The French president said the statute of limitations for incest had already been increased to 30 years, and that checks on those working with children had improved - but stressed this was still not enough.

He has now pledged additional sexual abuse screening prevention meetings for all children in elementary and middle schools, along with state-funded psychological treatment for victims.

Speaking in a video statement on Saturday, he said: "Shattered lives in the sanctuary of a child’s room. Stolen childhoods during family vacations, or times that should have been innocent.

"These testimonies, these words, these cries, no one can ignore them anymore. Against sexual violence against our children, it is now up to us to act."

This pledge comes in response to a recent online movement that has dominated social media in France after the publication of a book that accused a top French political commentator of abusing his stepson.

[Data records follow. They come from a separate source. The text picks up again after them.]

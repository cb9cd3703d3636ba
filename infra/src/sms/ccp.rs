//! Cloopen (CCP) template SMS client
//!
//! Every request is authenticated with two values derived from the account
//! SID, token and a `YYYYMMDDHHMMSS` timestamp:
//!
//! - `sig` query parameter: upper-case hex MD5 of `sid + token + timestamp`
//! - `Authorization` header: base64 of `sid:timestamp`
//!
//! The gateway answers with a JSON body whose `statusCode` is `"000000"` on
//! success; any other status is a rejection even when the HTTP status is 200.

use async_trait::async_trait;
use base64::{engine::general_purpose::STANDARD, Engine as _};
use chrono::{DateTime, Utc};
use md5::{Digest, Md5};
use serde::{Deserialize, Serialize};
use std::time::Duration;
use tracing::{debug, error, info};

use mall_shared::phone::mask_phone_number;

use super::sms_service::SmsService;
use crate::config::SmsConfig;
use crate::InfrastructureError;

/// Status code returned by the gateway for an accepted message
pub const CCP_SUCCESS_STATUS: &str = "000000";

const TIMESTAMP_FORMAT: &str = "%Y%m%d%H%M%S";

/// Request body of the TemplateSMS endpoint
#[derive(Debug, Serialize)]
#[serde(rename_all = "camelCase")]
pub struct TemplateSmsRequest<'a> {
    pub to: &'a str,
    pub app_id: &'a str,
    pub template_id: &'a str,
    pub datas: &'a [String],
}

#[derive(Debug, Deserialize)]
#[serde(rename_all = "camelCase")]
pub struct TemplateSmsResponse {
    pub status_code: String,
    #[serde(default)]
    pub status_msg: Option<String>,
    #[serde(default, rename = "templateSMS")]
    pub template_sms: Option<TemplateSmsReceipt>,
}

#[derive(Debug, Deserialize)]
#[serde(rename_all = "camelCase")]
pub struct TemplateSmsReceipt {
    #[serde(default)]
    pub sms_message_sid: Option<String>,
    #[serde(default)]
    pub date_created: Option<String>,
}

impl TemplateSmsResponse {
    pub fn is_success(&self) -> bool {
        self.status_code == CCP_SUCCESS_STATUS
    }

    /// Convert the gateway answer into a message id or a rejection
    pub fn into_result(self) -> Result<String, InfrastructureError> {
        if !self.is_success() {
            return Err(InfrastructureError::Sms(format!(
                "CCP rejected message: status {} ({})",
                self.status_code,
                self.status_msg.as_deref().unwrap_or("no message")
            )));
        }

        Ok(self
            .template_sms
            .and_then(|receipt| receipt.sms_message_sid)
            .unwrap_or_default())
    }
}

/// Format a timestamp the way the gateway expects it
pub fn request_timestamp(now: DateTime<Utc>) -> String {
    now.format(TIMESTAMP_FORMAT).to_string()
}

/// Upper-case hex MD5 of `sid + token + timestamp`
pub fn request_signature(account_sid: &str, auth_token: &str, timestamp: &str) -> String {
    let mut hasher = Md5::new();
    hasher.update(account_sid.as_bytes());
    hasher.update(auth_token.as_bytes());
    hasher.update(timestamp.as_bytes());

    hasher
        .finalize()
        .iter()
        .map(|byte| format!("{:02X}", byte))
        .collect()
}

/// Base64 of `sid:timestamp`
pub fn authorization_header(account_sid: &str, timestamp: &str) -> String {
    STANDARD.encode(format!("{}:{}", account_sid, timestamp))
}

/// Cloopen REST client sending registered templates
pub struct CcpSmsService {
    client: reqwest::Client,
    config: SmsConfig,
}

impl CcpSmsService {
    pub fn new(config: &SmsConfig) -> Result<Self, InfrastructureError> {
        if !config.has_credentials() {
            return Err(InfrastructureError::Config(
                "CCP_ACCOUNT_SID, CCP_AUTH_TOKEN and CCP_APP_ID must be set".to_string(),
            ));
        }

        let client = reqwest::Client::builder()
            .timeout(Duration::from_secs(config.request_timeout))
            .build()?;

        info!(
            server = %config.server_ip,
            port = config.server_port,
            "CCP SMS service initialized"
        );

        Ok(Self {
            client,
            config: config.clone(),
        })
    }

    /// TemplateSMS endpoint for the given signature
    pub fn endpoint(&self, sig: &str) -> String {
        format!(
            "https://{}:{}/{}/Accounts/{}/SMS/TemplateSMS?sig={}",
            self.config.server_ip,
            self.config.server_port,
            self.config.soft_version,
            self.config.account_sid,
            sig
        )
    }
}

#[async_trait]
impl SmsService for CcpSmsService {
    async fn send_template_sms(
        &self,
        to: &str,
        datas: &[String],
        template_id: &str,
    ) -> Result<String, InfrastructureError> {
        let timestamp = request_timestamp(Utc::now());
        let sig = request_signature(&self.config.account_sid, &self.config.auth_token, &timestamp);
        let body = TemplateSmsRequest {
            to,
            app_id: &self.config.app_id,
            template_id,
            datas,
        };

        debug!(phone = %mask_phone_number(to), template_id, "Sending CCP template SMS");

        let response = self
            .client
            .post(self.endpoint(&sig))
            .header(reqwest::header::ACCEPT, "application/json")
            .header(reqwest::header::CONTENT_TYPE, "application/json;charset=utf-8")
            .header(
                reqwest::header::AUTHORIZATION,
                authorization_header(&self.config.account_sid, &timestamp),
            )
            .json(&body)
            .send()
            .await
            .map_err(|e| {
                error!(phone = %mask_phone_number(to), error = %e, "CCP request failed");
                InfrastructureError::Http(e)
            })?;

        let answer: TemplateSmsResponse = response.json().await?;
        let status = answer.status_code.clone();

        match answer.into_result() {
            Ok(message_id) => {
                info!(
                    target: "sms_service",
                    provider = "ccp",
                    phone = %mask_phone_number(to),
                    message_id = %message_id,
                    "SMS sent"
                );
                Ok(message_id)
            }
            Err(e) => {
                error!(phone = %mask_phone_number(to), status = %status, "CCP rejected SMS");
                Err(e)
            }
        }
    }

    fn provider_name(&self) -> &str {
        "CCP"
    }

    async fn is_available(&self) -> bool {
        self.config.has_credentials()
    }
}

Launched by activists of the French feminist group, #NousToutes, in reference to #MeToo, hundreds of victims shared harrowing memories of sexual abuse by family members under the hashtag #MeTooInceste.

The book, meanwhile, was written by Camille Kouchner, the daughter of former foreign minister and founder of Médecins Sans Frontières Bernard Kouchner. She claims her stepfather, political scientist Olivier Duhamel, abused her twin brother three decades ago.

Duhamel has said he is an "object of personal attacks" and has resigned from his role overseeing the prestigious Sciences Po university. Neither he nor his lawyer have commented on the allegations.

According to the World Health Organisation, international studies show one in five women and one in 13 men report having been sexually abused before they are 18. However, these figures are believed to be an underestimate due to secrecy that often overshadows the issue.

Francois Mori/AP
The sign reads: Duhamel and the others, you will never be in peaceFrancois Mori/AP

In his video message, Macron made sure to address all victims of child abuse directly, as he said: "Today, shame changes sides.

"To those who have already freed yourselves from a burden that you have carried for too long; to those who were about to do it but sometimes hesitated...

"I would just like to tell you: we are there, we listen to you, we believe you, and you will never be alone again."